**Work instructions:** Return all lines from the listing below that include the word "grantee".

**Supplied material:**
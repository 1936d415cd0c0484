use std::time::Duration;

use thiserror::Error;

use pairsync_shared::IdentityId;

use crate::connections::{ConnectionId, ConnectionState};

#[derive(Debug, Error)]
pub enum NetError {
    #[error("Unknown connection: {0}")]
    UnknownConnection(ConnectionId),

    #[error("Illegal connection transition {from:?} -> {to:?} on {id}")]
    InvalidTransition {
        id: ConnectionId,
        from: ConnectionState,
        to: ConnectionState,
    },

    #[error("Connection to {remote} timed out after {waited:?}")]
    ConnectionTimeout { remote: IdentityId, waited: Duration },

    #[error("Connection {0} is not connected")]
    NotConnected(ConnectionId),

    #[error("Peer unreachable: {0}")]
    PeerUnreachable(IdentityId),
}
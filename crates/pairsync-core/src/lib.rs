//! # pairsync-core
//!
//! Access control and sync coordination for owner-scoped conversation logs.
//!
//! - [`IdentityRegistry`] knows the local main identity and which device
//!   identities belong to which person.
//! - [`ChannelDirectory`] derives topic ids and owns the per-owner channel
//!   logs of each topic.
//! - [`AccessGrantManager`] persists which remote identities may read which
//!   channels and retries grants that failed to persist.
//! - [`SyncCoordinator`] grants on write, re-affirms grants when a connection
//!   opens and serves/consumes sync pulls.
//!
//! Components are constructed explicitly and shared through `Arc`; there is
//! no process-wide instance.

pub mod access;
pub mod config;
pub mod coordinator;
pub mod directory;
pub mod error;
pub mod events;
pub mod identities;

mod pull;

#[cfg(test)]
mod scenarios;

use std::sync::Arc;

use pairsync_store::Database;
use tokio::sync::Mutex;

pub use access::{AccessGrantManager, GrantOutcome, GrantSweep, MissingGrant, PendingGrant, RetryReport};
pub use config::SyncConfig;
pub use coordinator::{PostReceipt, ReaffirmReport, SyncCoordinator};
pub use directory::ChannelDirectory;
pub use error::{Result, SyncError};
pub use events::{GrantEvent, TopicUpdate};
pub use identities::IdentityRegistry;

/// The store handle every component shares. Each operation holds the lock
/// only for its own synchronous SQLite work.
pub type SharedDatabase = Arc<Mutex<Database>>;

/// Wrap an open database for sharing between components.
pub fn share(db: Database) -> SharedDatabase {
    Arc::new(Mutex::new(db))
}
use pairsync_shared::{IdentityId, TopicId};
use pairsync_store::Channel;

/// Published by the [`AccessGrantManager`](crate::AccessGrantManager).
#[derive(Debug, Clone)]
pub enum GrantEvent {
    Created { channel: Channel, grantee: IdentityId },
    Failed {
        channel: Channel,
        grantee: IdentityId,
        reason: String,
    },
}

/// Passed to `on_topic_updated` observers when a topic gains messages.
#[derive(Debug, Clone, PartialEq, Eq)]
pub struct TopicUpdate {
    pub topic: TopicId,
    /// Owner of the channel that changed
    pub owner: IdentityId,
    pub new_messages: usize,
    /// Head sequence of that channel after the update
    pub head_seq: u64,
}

**Written solution:**
    Created { channel: Channel, grantee: IdentityId },
        grantee: IdentityId,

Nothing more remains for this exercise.